HR, 09-03-1979, nr. 5149
ECLI:NL:PHR:1979:AC0769
- Instantie
Hoge Raad
- Datum
09-03-1979
- Zaaknummer
5149
- LJN
AC0769
- Roepnaam
Nederlandse VolksUnie II
- Vakgebied(en)
Ondernemingsrecht (V)
- Brondocumenten en formele relaties
ECLI:NL:HR:1979:AC0769, Uitspraak, Hoge Raad, 09‑03‑1979; (Cassatie)
Conclusie: ECLI:NL:PHR:1979:AC0769
ECLI:NL:PHR:1979:AC0769, Conclusie, Hoge Raad (Parket), 09‑03‑1979
Arrest Hoge Raad: ECLI:NL:HR:1979:AC0769
- Vindplaatsen
NJ 1979, 363 met annotatie van J.M.M. Maeijer
NJ 1979, 363 met annotatie van J.M.M. Maeijer
Uitspraak 09‑03‑1979
Inhoudsindicatie
Beschikking waarin de Nederlandse Volks-Unie als een verboden vereniging werd aangemerkt, maar een vordering van de OvJ tot ontbinding van de NVU nochtans werd afgewezen. Vraag of het Hof de NVU terecht niet-ontvankelijk heeft verklaard in haar hoger beroep tegen deze beschikking.
9 maart 1979
Req.nr. 5149
CHB
De Hoge Raad der Nederlanden,
Gezien het verzoekschrift van de vereniging De Nederlandse Volks-Unie, gevestigd te Amsterdam, vertegenwoordigd door Mr. W.J. Welfort, advocaat bij de Hoge Raad, welk verzoekschrift strekt tot vernietiging van een beschikking van het Gerechtshof te Amsterdam van 30 juni 1978;
Gelet op de conclusie van de Advocaat-Generaal Remmelink tot verwerping van het beroep;
Gezien de bestreden beschikking en de overige stukken van het geding, waaruit, voor zover in cassatie van belang, het volgende blijkt:
De Officier van Justitie in het Arrondissement Amsterdam heeft zich met een schriftelijke vordering, ingekomen ter griffie van de Rechtbank op 9 december 1977, gewend tot de Rechtbank aldaar, stellende, op gronden nader in de vordering omschreven, dat verzoekster (de NVU) een verboden rechtspersoon is als bedoeld in artikel 15 van Boek 2 van het Burgerlijk Wetboek. Derhalve heeft hij gevorderd dat de Rechtbank de NVU zal ontbinden (artikel 16 van genoemd wetboek).

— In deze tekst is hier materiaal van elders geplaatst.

//! Script errors

use std::io;
use std::path::PathBuf;

/// Errors raised while running tl script
#[derive(Debug, thiserror::Error)]
pub enum ScriptError {
    #[error("{origin}:{line}: syntax error: {message}")]
    Syntax {
        origin: String,
        line: usize,
        message: String,
    },
    #[error("line {line}: name '{name}' is not defined")]
    Name { name: String, line: usize },
    #[error("line {line}: type error: {message}")]
    Type { message: String, line: usize },
    #[error("line {line}: {message}")]
    Raised { message: String, line: usize },
    #[error("can't open file '{}': {source}", path.display())]
    Io {
        path: PathBuf,
        #[source]
        source: io::Error,
    },
    #[error("no module named '{name}'")]
    ModuleNotFound { name: String, searched: Vec<PathBuf> },
    #[error("{0}")]
    Usage(String),
    #[error("exit requested with status {code}")]
    Exit { code: i32 },
    #[error("no top-level task context is live")]
    NoTaskContext,
}

impl ScriptError {
    /// Whether this is a missing-file error
    pub fn is_not_found(&self) -> bool {
        matches!(self, ScriptError::Io { source, .. } if source.kind() == io::ErrorKind::NotFound)
    }

    pub(crate) fn type_error(
        line: usize,
        message: impl Into<String>,
    ) -> Self {
        ScriptError::Type {
            message: message.into(),
            line,
        }
    }
}
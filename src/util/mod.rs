//! Utility modules: configuration and logging

pub mod config;
pub mod logger;
//! Logger module for toptask
//!
//! Go-style simple logging: `[LEVEL] message`
//!
//! # Usage
//!
//! ```rust
//! use toptask::util::logger::{self, LogLevel};
//!
//! logger::init_with_level(LogLevel::Info);
//! tracing::info!("Hello, {}", "world");
//! ```

use std::fs::{File, OpenOptions};
use std::io;
use std::path::Path;
use std::str::FromStr;
use std::sync::Mutex;

use tracing_subscriber::{layer::SubscriberExt, util::SubscriberInitExt, Layer, Registry};

/// Log level
#[derive(Debug, Clone, Copy, PartialEq, Eq, PartialOrd, Ord)]
pub enum LogLevel {
    Trace,
    Debug,
    Info,
    Warn,
    Error,
}

impl LogLevel {
    /// Map the runtime's numeric `-level` (0 spew … 5 error)
    pub fn from_runtime_level(level: u8) -> Self {
        match level {
            0 => LogLevel::Trace,
            1 => LogLevel::Debug,
            2 => LogLevel::Info,
            3 | 4 => LogLevel::Warn,
            _ => LogLevel::Error,
        }
    }
}

impl From<LogLevel> for tracing::Level {
    fn from(level: LogLevel) -> Self {
        match level {
            LogLevel::Trace => tracing::Level::TRACE,
            LogLevel::Debug => tracing::Level::DEBUG,
            LogLevel::Info => tracing::Level::INFO,
            LogLevel::Warn => tracing::Level::WARN,
            LogLevel::Error => tracing::Level::ERROR,
        }
    }
}

impl FromStr for LogLevel {
    type Err = String;

    fn from_str(s: &str) -> Result<Self, Self::Err> {
        match s.to_ascii_lowercase().as_str() {
            "trace" | "spew" => Ok(LogLevel::Trace),
            "debug" => Ok(LogLevel::Debug),
            "info" => Ok(LogLevel::Info),
            "warn" | "warning" => Ok(LogLevel::Warn),
            "error" => Ok(LogLevel::Error),
            other => Err(format!("unknown log level '{}'", other)),
        }
    }
}

/// Initialize logger with custom level (Go style: `[LEVEL] message`)
pub fn init_with_level(level: LogLevel) {
    let filter = tracing_subscriber::filter::LevelFilter::from_level(level.into());

    // Go 风格：显示 [LEVEL] 前缀，不显示时间、不显示模块路径、无颜色
    let layer = tracing_subscriber::fmt::layer()
        .without_time()
        .with_target(false)
        .with_level(true)
        .with_ansi(false)
        .with_writer(io::stderr)
        .compact()
        .with_filter(filter);

    // a second init (tests, embedding) keeps the first subscriber
    let _ = Registry::default().with(layer).try_init();
}

/// Initialize logger writing to `path` (appending)
pub fn init_with_file(
    level: LogLevel,
    path: &Path,
) -> io::Result<()> {
    let file: File = OpenOptions::new().create(true).append(true).open(path)?;
    let filter = tracing_subscriber::filter::LevelFilter::from_level(level.into());

    let layer = tracing_subscriber::fmt::layer()
        .with_target(true)
        .with_thread_names(true)
        .with_ansi(false)
        .with_writer(Mutex::new(file))
        .with_filter(filter);

    let _ = Registry::default().with(layer).try_init();
    Ok(())
}
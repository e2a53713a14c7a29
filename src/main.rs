//! toptask - CLI
//!
//! Boots an in-process runtime over the process arguments and runs the
//! top-level task on its worker thread.

use std::process::ExitCode;

use anyhow::{Context, Result};
use toptask::runtime::local::LocalRuntime;
use toptask::util::config::load_user_config;
use toptask::util::logger::{self, LogLevel};
use toptask::{ArgumentVector, TaskError, TopLevel, TopLevelConfig};

fn main() -> ExitCode {
    match run() {
        Ok(code) => code,
        Err(err) => {
            eprintln!("toptask: {:#}", err);
            ExitCode::FAILURE
        }
    }
}

fn run() -> Result<ExitCode> {
    let runtime = LocalRuntime::new(ArgumentVector::new(std::env::args()));
    let config = load_user_config().context("Failed to load configuration")?;
    init_logging(&runtime, &config)?;

    let outcome = runtime
        .execute(move |rt| {
            let processor = rt.processor(0);
            TopLevel::new(rt.clone(), config)
                .run(&[], &[], processor)
                .map_err(Failure::from)
        })
        .context("Runtime worker failed")?;

    match outcome {
        Ok(_) => Ok(ExitCode::SUCCESS),
        Err(Failure { exit_status: Some(status), .. }) => Ok(ExitCode::from(status)),
        Err(Failure { message, .. }) => {
            eprintln!("{}", message);
            Ok(ExitCode::FAILURE)
        }
    }
}

/// Runtime options on the command line win over the config file
fn init_logging(
    runtime: &LocalRuntime,
    config: &TopLevelConfig,
) -> Result<()> {
    let options = runtime.options();
    let level = match options.log_level {
        Some(level) => LogLevel::from_runtime_level(level),
        None => config
            .log
            .level
            .parse()
            .map_err(anyhow::Error::msg)
            .context("Invalid log level in configuration")?,
    };

    match options.logfile.as_ref().or(config.log.file.as_ref()) {
        Some(path) => logger::init_with_file(level, path)
            .with_context(|| format!("Failed to open log file: {}", path.display()))?,
        None => logger::init_with_level(level),
    }
    Ok(())
}

/// A task error flattened so it can cross back from the worker thread
struct Failure {
    exit_status: Option<u8>,
    message: String,
}

impl From<TaskError> for Failure {
    fn from(err: TaskError) -> Self {
        Self {
            exit_status: err.exit_status(),
            message: err.to_string(),
        }
    }
}
//! Top-level task state
//!
//! - [`context`]: thread-scoped handles obtained from the runtime preamble
//! - [`cleanup`]: actions run once the script has finished
//! - [`finalize`]: ordered teardown ending in the runtime postamble
//!
//! A task moves through [`TaskPhase`]s strictly forward; [`Lifecycle`]
//! rejects any other transition.

pub mod cleanup;
pub mod context;
pub mod finalize;

use std::fmt;

use smallvec::SmallVec;
use tracing::debug;

use crate::host::ScriptError;
use crate::runtime::{RuntimeError, TaskHandle};

pub use cleanup::{drain, register, CleanupAction};
pub use context::{bootstrap, current_context, current_runtime, current_task, is_live, TaskContext};
pub use finalize::{finalize, Finalized, Reclaim};

/// Lifecycle of one top-level task invocation
#[derive(Debug, Clone, Copy, PartialEq, Eq, PartialOrd, Ord, Hash)]
pub enum TaskPhase {
    Created = 0,
    Bootstrapped = 1,
    Running = 2,
    Draining = 3,
    TornDown = 4,
    Finalized = 5,
}

impl TaskPhase {
    /// The only phase this one may advance to
    pub fn next(self) -> Option<TaskPhase> {
        match self {
            TaskPhase::Created => Some(TaskPhase::Bootstrapped),
            TaskPhase::Bootstrapped => Some(TaskPhase::Running),
            TaskPhase::Running => Some(TaskPhase::Draining),
            TaskPhase::Draining => Some(TaskPhase::TornDown),
            TaskPhase::TornDown => Some(TaskPhase::Finalized),
            TaskPhase::Finalized => None,
        }
    }
}

impl fmt::Display for TaskPhase {
    fn fmt(
        &self,
        f: &mut fmt::Formatter<'_>,
    ) -> fmt::Result {
        let name = match self {
            TaskPhase::Created => "CREATED",
            TaskPhase::Bootstrapped => "BOOTSTRAPPED",
            TaskPhase::Running => "RUNNING",
            TaskPhase::Draining => "DRAINING",
            TaskPhase::TornDown => "TORN_DOWN",
            TaskPhase::Finalized => "FINALIZED",
        };
        f.write_str(name)
    }
}

/// Forward-only phase tracker
#[derive(Debug, Clone)]
pub struct Lifecycle {
    history: SmallVec<[TaskPhase; 6]>,
}

impl Default for Lifecycle {
    fn default() -> Self {
        Self::new()
    }
}

impl Lifecycle {
    /// Start in [`TaskPhase::Created`]
    pub fn new() -> Self {
        let mut history = SmallVec::new();
        history.push(TaskPhase::Created);
        Self { history }
    }

    /// Current phase
    pub fn phase(&self) -> TaskPhase {
        self.history
            .last()
            .copied()
            .unwrap_or(TaskPhase::Created)
    }

    /// Move to `to`, which must be the immediate successor
    pub fn advance(
        &mut self,
        to: TaskPhase,
    ) -> Result<(), ProtocolViolation> {
        let from = self.phase();
        if from.next() != Some(to) {
            return Err(ProtocolViolation::PhaseOrder { from, to });
        }
        debug!("task phase {} -> {}", from, to);
        self.history.push(to);
        Ok(())
    }

    /// Every phase visited so far, in order
    pub fn history(&self) -> &[TaskPhase] {
        &self.history
    }
}

/// Misuse of the top-level task protocol
#[derive(Debug, Clone, PartialEq, Eq, thiserror::Error)]
pub enum ProtocolViolation {
    #[error("{task} is already live on thread {thread}")]
    ContextAlreadyLive { task: TaskHandle, thread: String },
    #[error("no top-level task context is live on this thread")]
    NoLiveContext,
    #[error("task phase {from} cannot advance to {to}")]
    PhaseOrder { from: TaskPhase, to: TaskPhase },
}

/// Anything that ends a top-level task abnormally
#[derive(Debug, thiserror::Error)]
pub enum TaskError {
    #[error(transparent)]
    Protocol(#[from] ProtocolViolation),
    #[error("runtime: {0}")]
    Runtime(#[from] RuntimeError),
    #[error(transparent)]
    Script(#[from] ScriptError),
    #[error("cleanup action #{index} failed: {error:#}")]
    Cleanup { index: usize, error: anyhow::Error },
    #[error("console: {0}")]
    Console(#[from] std::io::Error),
}

impl TaskError {
    /// Exit status requested by the script, if that is why the task ended
    pub fn exit_code(&self) -> Option<i32> {
        match self {
            TaskError::Script(ScriptError::Exit { code }) => Some(*code),
            _ => None,
        }
    }

    /// Process status for [`exit_code`](Self::exit_code), truncated to the
    /// low byte the way the operating system reports it
    pub fn exit_status(&self) -> Option<u8> {
        self.exit_code().map(|code| (code & 0xff) as u8)
    }
}
//! Console I/O for interactive mode
//!
//! [`EditorConsole`] is the terminal console backed by rustyline;
//! [`ScriptedConsole`] replays canned input and records what was written.

use std::cell::RefCell;
use std::collections::VecDeque;
use std::io;
use std::path::PathBuf;
use std::rc::Rc;

use owo_colors::OwoColorize;
use rustyline::config::Config;
use rustyline::error::ReadlineError;
use rustyline::history::FileHistory;
use rustyline::{CompletionType, EditMode, Editor};
use tracing::{debug, warn};

use crate::util::config::ReplConfig;

/// Line-oriented console
pub trait Console {
    /// Next input line, `None` at end of input. A keyboard interrupt is an
    /// error of kind [`io::ErrorKind::Interrupted`].
    fn read_line(
        &mut self,
        prompt: &str,
    ) -> io::Result<Option<String>>;

    fn write_line(
        &mut self,
        text: &str,
    );

    fn write_error(
        &mut self,
        text: &str,
    );

    /// Called once when the interactive loop ends
    fn close(&mut self) {}
}

impl<C: Console + ?Sized> Console for &mut C {
    fn read_line(
        &mut self,
        prompt: &str,
    ) -> io::Result<Option<String>> {
        (**self).read_line(prompt)
    }

    fn write_line(
        &mut self,
        text: &str,
    ) {
        (**self).write_line(text)
    }

    fn write_error(
        &mut self,
        text: &str,
    ) {
        (**self).write_error(text)
    }

    fn close(&mut self) {
        (**self).close()
    }
}

/// Terminal console with line editing and history
pub struct EditorConsole {
    editor: Editor<(), FileHistory>,
    history_file: Option<PathBuf>,
    colors: bool,
}

impl EditorConsole {
    /// Create an editor configured from `config`, loading history if present
    pub fn new(config: &ReplConfig) -> io::Result<Self> {
        let rl_config = Config::builder()
            .history_ignore_space(true)
            .max_history_size(config.history_size)
            .map_err(readline_to_io)?
            .completion_type(CompletionType::List)
            .edit_mode(if config.vi_mode {
                EditMode::Vi
            } else {
                EditMode::Emacs
            })
            .build();

        let mut editor = Editor::with_config(rl_config).map_err(readline_to_io)?;

        // Load history if file exists
        if let Some(ref history_file) = config.history_file {
            if history_file.exists() {
                if let Err(err) = editor.load_history(history_file) {
                    warn!("could not load history {}: {}", history_file.display(), err);
                }
            }
        }

        Ok(Self {
            editor,
            history_file: config.history_file.clone(),
            colors: config.colors,
        })
    }
}

impl Console for EditorConsole {
    fn read_line(
        &mut self,
        prompt: &str,
    ) -> io::Result<Option<String>> {
        match self.editor.readline(prompt) {
            Ok(line) => {
                if !line.trim().is_empty() {
                    let _ = self.editor.add_history_entry(line.as_str());
                }
                Ok(Some(line))
            }
            // Ctrl-D
            Err(ReadlineError::Eof) => Ok(None),
            // Ctrl-C
            Err(ReadlineError::Interrupted) => {
                Err(io::Error::new(io::ErrorKind::Interrupted, "interrupted"))
            }
            Err(e) => Err(readline_to_io(e)),
        }
    }

    fn write_line(
        &mut self,
        text: &str,
    ) {
        println!("{}", text);
    }

    fn write_error(
        &mut self,
        text: &str,
    ) {
        if self.colors {
            eprintln!("{}", text.red());
        } else {
            eprintln!("{}", text);
        }
    }

    fn close(&mut self) {
        if let Some(ref history_file) = self.history_file {
            match self.editor.save_history(history_file) {
                Ok(()) => debug!("history saved to {}", history_file.display()),
                Err(err) => warn!("could not save history {}: {}", history_file.display(), err),
            }
        }
    }
}

fn readline_to_io(err: ReadlineError) -> io::Error {
    match err {
        ReadlineError::Io(err) => err,
        other => io::Error::other(format!("readline error: {}", other)),
    }
}

/// What a [`ScriptedConsole`] has seen
#[derive(Debug, Clone, Default, PartialEq, Eq)]
pub struct Transcript {
    pub prompts: Vec<String>,
    pub output: Vec<String>,
    pub errors: Vec<String>,
    pub closed: bool,
}

#[derive(Debug, Default)]
struct Script {
    input: VecDeque<Option<String>>,
    transcript: Transcript,
}

/// Console fed from a fixed list of lines.
///
/// Clones share the same script, so a test can keep one handle and read the
/// transcript after the console has been handed off.
#[derive(Debug, Clone, Default)]
pub struct ScriptedConsole {
    script: Rc<RefCell<Script>>,
}

impl ScriptedConsole {
    pub fn new<I, S>(lines: I) -> Self
    where
        I: IntoIterator<Item = S>,
        S: Into<String>,
    {
        let input = lines.into_iter().map(|line| Some(line.into())).collect();
        Self {
            script: Rc::new(RefCell::new(Script {
                input,
                transcript: Transcript::default(),
            })),
        }
    }

    /// Queue a keyboard interrupt after the lines given so far
    pub fn interrupt(self) -> Self {
        self.script.borrow_mut().input.push_back(None);
        self
    }

    pub fn transcript(&self) -> Transcript {
        self.script.borrow().transcript.clone()
    }
}

impl Console for ScriptedConsole {
    fn read_line(
        &mut self,
        prompt: &str,
    ) -> io::Result<Option<String>> {
        let mut script = self.script.borrow_mut();
        script.transcript.prompts.push(prompt.to_string());
        match script.input.pop_front() {
            Some(Some(line)) => Ok(Some(line)),
            Some(None) => Err(io::Error::new(io::ErrorKind::Interrupted, "interrupted")),
            None => Ok(None),
        }
    }

    fn write_line(
        &mut self,
        text: &str,
    ) {
        self.script
            .borrow_mut()
            .transcript
            .output
            .push(text.to_string());
    }

    fn write_error(
        &mut self,
        text: &str,
    ) {
        self.script
            .borrow_mut()
            .transcript
            .errors
            .push(text.to_string());
    }

    fn close(&mut self) {
        self.script.borrow_mut().transcript.closed = true;
    }
}
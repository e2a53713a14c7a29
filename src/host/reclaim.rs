//! Forced reclamation
//!
//! Values are reference counted, so most of them go away as soon as the script
//! drops them. What stays behind are namespaces the host itself let go of: the
//! console namespace once the interactive loop ends, and module registrations
//! that were replaced. Those are parked here as *retired* and released in one
//! pass right before the task signals completion, so resource finalizers run
//! while the runtime context is still valid.

use std::cell::RefCell;
use std::mem;
use std::rc::Rc;
use std::sync::atomic::{AtomicU64, Ordering};
use std::time::{Duration, Instant};

use tracing::{debug, trace, warn};

use super::namespace::Namespace;
use crate::runtime::local::Journal;

/// Reclaimer configuration
#[derive(Debug, Clone)]
pub struct ReclaimConfig {
    /// Clear bindings of retired namespaces nobody else holds
    pub clear_retired: bool,
    /// Passes slower than this are reported
    pub slow_pause: Duration,
}

impl Default for ReclaimConfig {
    fn default() -> Self {
        Self {
            clear_retired: true,
            slow_pause: Duration::from_millis(10),
        }
    }
}

/// Reclaimer state
#[derive(Debug, Clone, Copy, PartialEq, Eq)]
pub enum ReclaimState {
    Idle,
    Releasing,
}

/// Record of resources whose finalizers have run
#[derive(Debug, Default)]
pub struct FinalizerLog {
    entries: RefCell<Vec<String>>,
    journal: Option<Journal>,
}

impl FinalizerLog {
    pub fn new(journal: Option<Journal>) -> Self {
        Self {
            entries: RefCell::new(Vec::new()),
            journal,
        }
    }

    fn record(
        &self,
        name: &str,
    ) {
        self.entries.borrow_mut().push(name.to_string());
        if let Some(journal) = &self.journal {
            journal.note(format!("finalized {}", name));
        }
    }

    pub fn entries(&self) -> Vec<String> {
        self.entries.borrow().clone()
    }

    pub fn len(&self) -> usize {
        self.entries.borrow().len()
    }

    pub fn is_empty(&self) -> bool {
        self.len() == 0
    }
}

static NEXT_RESOURCE: AtomicU64 = AtomicU64::new(1);

/// A script-visible resource with a finalizer
#[derive(Debug)]
pub struct Resource {
    id: u64,
    name: String,
    log: Rc<FinalizerLog>,
}

impl Resource {
    pub fn new(
        name: impl Into<String>,
        log: Rc<FinalizerLog>,
    ) -> Self {
        let id = NEXT_RESOURCE.fetch_add(1, Ordering::Relaxed);
        let name = name.into();
        trace!("resource #{} '{}' acquired", id, name);
        Self { id, name, log }
    }

    pub fn id(&self) -> u64 {
        self.id
    }

    pub fn name(&self) -> &str {
        &self.name
    }
}

impl Drop for Resource {
    fn drop(&mut self) {
        trace!("resource #{} '{}' finalized", self.id, self.name);
        self.log.record(&self.name);
    }
}

/// Releases retired namespaces on demand
#[derive(Debug)]
pub struct Reclaimer {
    config: ReclaimConfig,
    state: ReclaimState,
    retired: Vec<Namespace>,
    log: Rc<FinalizerLog>,
    total_pause: Duration,
    last_pause: Duration,
    collections: usize,
}

impl Reclaimer {
    pub fn new(
        config: ReclaimConfig,
        log: Rc<FinalizerLog>,
    ) -> Self {
        Self {
            config,
            state: ReclaimState::Idle,
            retired: Vec::new(),
            log,
            total_pause: Duration::ZERO,
            last_pause: Duration::ZERO,
            collections: 0,
        }
    }

    /// Park `ns` until the next collection
    pub fn retire(
        &mut self,
        ns: Namespace,
    ) {
        trace!("retiring namespace {:?}", ns.identity());
        self.retired.push(ns);
    }

    /// Namespaces waiting to be released
    pub fn pending(&self) -> usize {
        self.retired.len()
    }

    /// Release every retired namespace; returns namespaces released plus
    /// resources finalized during the pass
    pub fn collect(&mut self) -> usize {
        self.state = ReclaimState::Releasing;
        let start = Instant::now();
        let finalized_before = self.log.len();

        let retired = mem::take(&mut self.retired);
        let released = retired.len();
        for ns in retired {
            // other handles keep it alive; only drop ours
            if self.config.clear_retired && ns.handle_count() == 1 {
                ns.clear();
            }
            drop(ns);
        }

        let finalized = self.log.len() - finalized_before;
        self.last_pause = start.elapsed();
        self.total_pause += self.last_pause;
        self.collections += 1;
        self.state = ReclaimState::Idle;

        if self.last_pause > self.config.slow_pause {
            warn!("reclamation took {:?}", self.last_pause);
        }
        debug!(
            "reclaimed {} namespace(s), finalized {} resource(s)",
            released, finalized
        );
        if let Some(journal) = &self.log.journal {
            journal.note(format!("reclaimed {}", released + finalized));
        }
        released + finalized
    }

    pub fn state(&self) -> ReclaimState {
        self.state
    }

    pub fn collections(&self) -> usize {
        self.collections
    }

    pub fn total_pause(&self) -> Duration {
        self.total_pause
    }

    pub fn last_pause(&self) -> Duration {
        self.last_pause
    }

    pub fn log(&self) -> &Rc<FinalizerLog> {
        &self.log
    }
}
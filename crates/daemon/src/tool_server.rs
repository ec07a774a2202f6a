// SPDX-License-Identifier: BUSL-1.1
// Copyright (c) 2026 Alfred Jean LLC

//! `OrchestratorServer`: the MCP tool surface over `Arc<Orchestrator>`.
//!
//! One `#[tool]` method per contract in spec.md §4.G. Tool failures are
//! folded into a successful `CallToolResult` carrying `{"error": message}`
//! — never an MCP protocol-level error — per spec.md §6's error shape.

use mvm_core::TaskId;
use mvm_engine::{Orchestrator, OrchestratorError, RunTaskError, WaitOutcome};
use rmcp::handler::server::router::tool::ToolRouter;
use rmcp::handler::server::wrapper::Parameters;
use rmcp::model::{
    CallToolResult, Content, ErrorData, Implementation, ProtocolVersion, ServerCapabilities, ServerInfo,
};
use rmcp::service::RequestContext;
use rmcp::{tool, tool_handler, tool_router, RoleServer, ServerHandler};
use schemars::JsonSchema;
use serde::Deserialize;
use serde_json::{json, Value};
use std::sync::Arc;

#[derive(Debug, Deserialize, JsonSchema)]
pub struct RunTaskParams {
    /// Free-text task description, stored verbatim as the task's `task.md`.
    pub description: String,
    /// Alias of a repo previously registered with `mvm allow`.
    pub repo: String,
}

#[derive(Debug, Deserialize, JsonSchema)]
pub struct TaskIdParams {
    pub task_id: String,
}

#[derive(Debug, Deserialize, JsonSchema)]
pub struct WaitNextEventParams {
    /// Milliseconds to wait before returning `{"timeout": true}`.
    #[serde(default = "default_wait_timeout_ms")]
    pub timeout_ms: u64,
}

fn default_wait_timeout_ms() -> u64 {
    1_800_000
}

#[derive(Debug, Deserialize, JsonSchema)]
pub struct CleanupTaskParams {
    pub task_id: String,
    /// Also delete the `refs/tasks/<id>` preservation ref.
    #[serde(default)]
    pub delete_ref: bool,
}

/// Wraps a single `error_response` payload for a successful `CallToolResult`.
fn error_result(message: impl std::fmt::Display) -> CallToolResult {
    json_result(&json!({ "error": message.to_string() }))
}

fn json_result(value: &Value) -> CallToolResult {
    match Content::json(value) {
        Ok(content) => CallToolResult::success(vec![content]),
        Err(e) => CallToolResult::success(vec![Content::text(format!(
            "{{\"error\": \"failed to serialize tool result: {e}\"}}"
        ))]),
    }
}

fn parse_task_id(raw: &str) -> TaskId {
    TaskId::new(raw)
}

#[derive(Clone)]
pub struct OrchestratorServer {
    orchestrator: Arc<Orchestrator>,
    tool_router: ToolRouter<Self>,
}

#[tool_router]
impl OrchestratorServer {
    pub fn new(orchestrator: Arc<Orchestrator>) -> Self {
        Self {
            orchestrator,
            tool_router: Self::tool_router(),
        }
    }

    #[tool(description = "Start a new task: clones the named repo into an isolated worktree, boots a microVM with the task description mounted, and returns the new task's id. Fails with {error} if the repo alias is unknown, all slots are busy, or the API credential env var is unset.")]
    async fn run_task(&self, params: Parameters<RunTaskParams>) -> Result<CallToolResult, ErrorData> {
        let RunTaskParams { description, repo } = params.0;
        match self.orchestrator.run_task(description, &repo).await {
            Ok(task_id) => Ok(json_result(&json!({ "task_id": task_id.as_str() }))),
            Err(e) => Ok(run_task_error_result(e)),
        }
    }

    #[tool(description = "Look up a task's status, and if present its parsed result.json and merge-result.json, pid, and exit code.")]
    async fn get_task_info(&self, params: Parameters<TaskIdParams>) -> Result<CallToolResult, ErrorData> {
        let task_id = parse_task_id(&params.0.task_id);
        match self.orchestrator.get_task_info(&task_id) {
            Ok(info) => Ok(json_result(&json!(info))),
            Err(e) => Ok(orchestrator_error_result(e)),
        }
    }

    #[tool(description = "Return the absolute path of a task's serial.log. Does not stream log content.")]
    async fn get_task_logs(&self, params: Parameters<TaskIdParams>) -> Result<CallToolResult, ErrorData> {
        let task_id = parse_task_id(&params.0.task_id);
        match self.orchestrator.get_task_logs(&task_id) {
            Ok(path) => Ok(json_result(&json!({ "log_path": path.display().to_string() }))),
            Err(e) => Ok(orchestrator_error_result(e)),
        }
    }

    #[tool(description = "Block until the next completed/failed event, a timeout (default 1800000ms), or client cancellation. Returns {type, task_id, ...} on an event, {timeout: true} on timeout, or {cancelled: true} if the caller disconnects mid-wait.")]
    async fn wait_next_event(
        &self,
        params: Parameters<WaitNextEventParams>,
        context: RequestContext<RoleServer>,
    ) -> Result<CallToolResult, ErrorData> {
        let cancel = async move {
            context.ct.cancelled().await;
        };
        let outcome = self.orchestrator.wait_next_event(params.0.timeout_ms, cancel).await;
        let value = match outcome {
            WaitOutcome::Event(event) => serde_json::to_value(event).unwrap_or(Value::Null),
            WaitOutcome::Timeout => json!({ "timeout": true }),
            WaitOutcome::Cancelled => json!({ "cancelled": true }),
        };
        Ok(json_result(&value))
    }

    #[tool(description = "Delete a finished task's working directory, optionally also deleting its refs/tasks/<id> preservation ref. Refuses with {error} while the task is still running.")]
    async fn cleanup_task(&self, params: Parameters<CleanupTaskParams>) -> Result<CallToolResult, ErrorData> {
        let task_id = parse_task_id(&params.0.task_id);
        match self.orchestrator.cleanup_task(&task_id, params.0.delete_ref).await {
            Ok(()) => Ok(json_result(&json!({ "success": true }))),
            Err(e) => Ok(orchestrator_error_result(e)),
        }
    }

    #[tool(description = "List every registered repo alias and its canonical path.")]
    async fn list_repos(&self) -> Result<CallToolResult, ErrorData> {
        match self.orchestrator.list_repos() {
            Ok(repos) => Ok(json_result(&json!(repos))),
            Err(e) => Ok(orchestrator_error_result(e)),
        }
    }

    #[tool(description = "List every task recorded on disk across all registered repos, most recent state included.")]
    async fn list_tasks(&self) -> Result<CallToolResult, ErrorData> {
        match self.orchestrator.list_tasks() {
            Ok(tasks) => Ok(json_result(&json!(tasks))),
            Err(e) => Ok(orchestrator_error_result(e)),
        }
    }

    #[tool(description = "Snapshot of the slot pool: max slots, active (slot, task_id, repo_alias) triples, and free slot numbers.")]
    async fn list_slots(&self) -> Result<CallToolResult, ErrorData> {
        Ok(json_result(&json!(self.orchestrator.list_slots())))
    }
}

#[tool_handler]
impl ServerHandler for OrchestratorServer {
    fn get_info(&self) -> ServerInfo {
        ServerInfo {
            protocol_version: ProtocolVersion::LATEST,
            capabilities: ServerCapabilities::builder().enable_tools().build(),
            server_info: Implementation {
                name: "mvm-daemon".into(),
                version: env!("CARGO_PKG_VERSION").into(),
                ..Default::default()
            },
            instructions: Some(
                "Dispatches developer-agent tasks into ephemeral microVMs and merges results back via git."
                    .into(),
            ),
        }
    }
}

fn run_task_error_result(err: RunTaskError) -> CallToolResult {
    match &err {
        RunTaskError::SlotsBusy { max, active } => json_result(&json!({
            "error": err.to_string(),
            "max": max,
            "active": active,
        })),
        _ => error_result(err),
    }
}

fn orchestrator_error_result(err: OrchestratorError) -> CallToolResult {
    error_result(err)
}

De Rechtbank heeft bij beschikking van 8 maart 1978 weliswaar geoordeeld dat de NVU als een verboden rechtspersoon moet worden aangemerkt — zulks op de gronden uiteengezet in haar beschikking, gepubliceerd in de Nederlandse Jurisprudentie 1978, no. 281—, maar niettemin de vordering tot ontbinding van de NVU van de hand gewezen. Daartoe heeft de Rechtbank onder meer overwogen:
‘’De Rechtbank aarzelt niet de NVU als een verboden vereniging te kwalificeren, nu haar aktiviteiten en optreden van een zodanige aan het misdadige grenzende en potentieel gevaarlijke aard zijn gebleken, dat strijd met de in ons land algemeen aanvaarde eisen van openbare orde en goede zeden niet te ontkennen valt.
...
12. Dit door de Rechtbank geconstateerde verboden karakter van de NVU brengt enkele consequenties met zich mee.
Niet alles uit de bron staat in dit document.